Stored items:
-.-.-

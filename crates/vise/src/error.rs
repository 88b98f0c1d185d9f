use crate::cards::CardServiceError;
use crate::config::ConfigError;
use crate::telemetry::TelemetryError;
use std::fmt;

/// Process-level failure surfaced by the binary entrypoints.
#[derive(Debug)]
pub enum AppError {
    Config(ConfigError),
    Telemetry(TelemetryError),
    Io(std::io::Error),
    Service(CardServiceError),
}

impl fmt::Display for AppError {
    fn fmt(&self, f: &mut fmt::Formatter<'_>) -> fmt::Result {
        match self {
            AppError::Config(err) => write!(f, "configuration error: {}", err),
            AppError::Telemetry(err) => write!(f, "telemetry error: {}", err),
            AppError::Io(err) => write!(f, "io error: {}", err),
            AppError::Service(err) => write!(f, "card service error: {}", err),
        }
    }
}

impl std::error::Error for AppError {
    fn source(&self) -> Option<&(dyn std::error::Error + 'static)> {
        match self {
            AppError::Config(err) => Some(err),
            AppError::Telemetry(err) => Some(err),
            AppError::Io(err) => Some(err),
            AppError::Service(err) => Some(err),
        }
    }
}

impl From<ConfigError> for AppError {
    fn from(value: ConfigError) -> Self {
        Self::Config(value)
    }
}

impl From<TelemetryError> for AppError {
    fn from(value: TelemetryError) -> Self {
        Self::Telemetry(value)
    }
}

impl From<std::io::Error> for AppError {
    fn from(value: std::io::Error) -> Self {
        Self::Io(value)
    }
}

impl From<CardServiceError> for AppError {
    fn from(value: CardServiceError) -> Self {
        Self::Service(value)
    }
}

-.-.-

**EXERCISE:** Take the entries above and transcribe them in full.

**EXPECTED OUTPUT:**
filename crates/vise/src/error.rs
repository 88b98f0c1d185d9f
use crate::cards::CardServiceError;
use crate::config::ConfigError;
use crate::telemetry::TelemetryError;
use std::fmt;

/// Process-level failure surfaced by the binary entrypoints.
#[derive(Debug)]
pub enum AppError {
    Config(ConfigError),
    Telemetry(TelemetryError),
    Io(std::io::Error),
    Service(CardServiceError),
}

impl fmt::Display for AppError {
    fn fmt(&self, f: &mut fmt::Formatter<'_>) -> fmt::Result {
        match self {
            AppError::Config(err) => write!(f, "configuration error: {}", err),
            AppError::Telemetry(err) => write!(f, "telemetry error: {}", err),
            AppError::Io(err) => write!(f, "io error: {}", err),
            AppError::Service(err) => write!(f, "card service error: {}", err),
        }
    }
}

impl std::error::Error for AppError {
    fn source(&self) -> Option<&(dyn std::error::Error + 'static)> {
        match self {
            AppError::Config(err) => Some(err),
            AppError::Telemetry(err) => Some(err),
            AppError::Io(err) => Some(err),
            AppError::Service(err) => Some(err),
        }
    }
}

impl From<ConfigError> for AppError {
    fn from(value: ConfigError) -> Self {
        Self::Config(value)
    }
}

impl From<TelemetryError> for AppError {
    fn from(value: TelemetryError) -> Self {
        Self::Telemetry(value)
    }
}

impl From<std::io::Error> for AppError {
    fn from(value: std::io::Error) -> Self {
        Self::Io(value)
    }
}

impl From<CardServiceError> for AppError {
    fn from(value: CardServiceError) -> Self {
        Self::Service(value)
    }
}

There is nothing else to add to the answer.